We are inside the so-called “doldrums“, that is the strip north and south of the equator, or no man’s land, where the prevailing winds of the northern hemisphere, or north-east trade winds have exhausted their strength, and the trade winds of southern hemisphere, those from the southeast have not entered yet. This means a windless area, with significant humidity, skies not always blue, but milky, with probable occasional rain showers, or squalls. The stretch of ocean that goes from the Gulf of Panama to the Galapagos Islands of about 900 miles enters this area in full, so much so that the San Cristobal island where we will land is already in the southern hemisphere, at 1 degree of lat. south to be exact.

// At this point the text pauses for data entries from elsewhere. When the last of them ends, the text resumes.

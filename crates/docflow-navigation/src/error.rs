//! Error types for navigation resolution
//!
//! Most degraded conditions (no shell, no links, no semantic objects)
//! resolve to empty results instead of surfacing here; these variants cover
//! the genuine failures the resolver logs and absorbs.

/// Navigation resolution errors
#[derive(Debug, Clone, thiserror::Error, PartialEq, Eq)]
pub enum NavError {
    /// Shell services are not present in this runtime
    #[error("shell services unavailable")]
    ShellUnavailable,

    /// Link-resolution service failure
    #[error("link resolution failed: {0}")]
    Service(String),

    /// App-state persistence failure
    #[error("app-state persistence failed: {0}")]
    AppState(String),
}

impl NavError {
    /// Wrap a link-resolution failure message
    #[inline]
    #[must_use]
    pub fn service(message: impl Into<String>) -> Self {
        Self::Service(message.into())
    }
}
#[test]
fn falling_objects_settle_on_the_floor() {
    let mut world = configured(10, 6);
    let _ = spawn(
        &mut world,
        ObjectBlueprint::new(
            CellCoord::new(0, 5),
            GROUND,
            Footprint::Rect {
                width: 10,
                length: 1,
                marker: cellbound_core::Marker::new('_'),
            },
        )
        .with_collider(ColliderSpec::Stop),
    );
    let drops: Vec<ObjectId> = (0..5)
        .map(|index| {
            spawn(
                &mut world,
                ObjectBlueprint::point(CellCoord::new(index * 2, index % 3), GROUND, '*')
                    .with_modifier(ModifierSpec::Acceleration { ddx: 0, ddy: 1 })
                    .with_modifier(ModifierSpec::SpeedLimit { max: 1 })
                    .with_collider(ColliderSpec::Stop)
                    .with_period(index % 2),
            )
        })
        .collect();

    for _ in 0..20 {
        let _ = tick(&mut world);
        assert_occupancy_consistent(&world);
        assert_shapes_normalized(&world);
    }

    for drop in drops {
        assert_eq!(anchor_of(&world, drop).row(), 4);
    }
}

#[test]
fn clearing_modifiers_stops_acceleration() {
    let mut world = configured(20, 1);
    let object = spawn(
        &mut world,
        ObjectBlueprint::point(CellCoord::new(0, 0), GROUND, 'a')
            .with_modifier(ModifierSpec::Acceleration { ddx: 1, ddy: 0 }),
    );

    let _ = tick(&mut world);
    let mut events = Vec::new();
    world::apply(&mut world, Command::ClearModifiers { object }, &mut events);
    let _ = tick(&mut world);
    let _ = tick(&mut world);

    assert_eq!(anchor_of(&world, object), CellCoord::new(3, 0));
    assert_eq!(
        query::object(&world, object).map(|snapshot| snapshot.velocity),
        Some(Velocity::new(1, 0))
    );
}

#[test]
fn added_modifier_applies_after_existing_ones() {
    let mut world = configured(20, 1);
    let object = spawn(
        &mut world,
        ObjectBlueprint::point(CellCoord::new(0, 0), GROUND, 'a')
            .with_modifier(ModifierSpec::Acceleration { ddx: 3, ddy: 0 }),
    );
    let mut events = Vec::new();
    world::apply(
        &mut world,
        Command::AddModifier {
            object,
            modifier: ModifierSpec::SpeedLimit { max: 1 },
        },
        &mut events,
    );

    let _ = tick(&mut world);
    assert_eq!(anchor_of(&world, object), CellCoord::new(1, 0));
}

Victory! And departure: the regatta restarts
From Panama our flotilla moved to the islands of Las Perlas, where we stayed 3 days waiting for the start for this actual 3rd stage or leg, where the competition is back alive. By the way, in Las Perlas, in the evening dedicated to a barbecue on the beach, guests of the ARC, with surprise we were called on the podium to collect the first prize also of leg 2! I say with surprise because it was the battery deal that had blown, and we had something else on our mind. But Ariel is really a very fast great lady of the sea. Departure full of emotions from Las Perlas, with hoists of colored spinnakers to conquer the first places. We set off slowly, with white sails for the two shoals that surround the starting area and to be able to maneuver easily, but being overtaken is not nice,then we too just safely hoist our electric blue Genny which wraps up and makes us lose a good 10 minutes. But once we hit the mark, the comeback begins, and in 3 hours we run seconds, like Milanto, which we pass downwind of the newcomer, an apparently very fast trimaran. The Discovery 67 of the British follows us with a beautiful red gennaker, then in the sunset everyone chooses their own way to run towards the paradise of the Darwin Islands. We are aiming for a direct route, at the moment, because we really fly, in fact in the 24 hours we will register 191 miles, in third place. However, the textbook wind drops terribly on the second day, so much so that we can hoist our Nello, but he too can do little with the calm. We resist sailing in order not to pay too much penalty on the motor, but below 3 knots of speed,with 4 of real wind, we lower and rely on Oliver.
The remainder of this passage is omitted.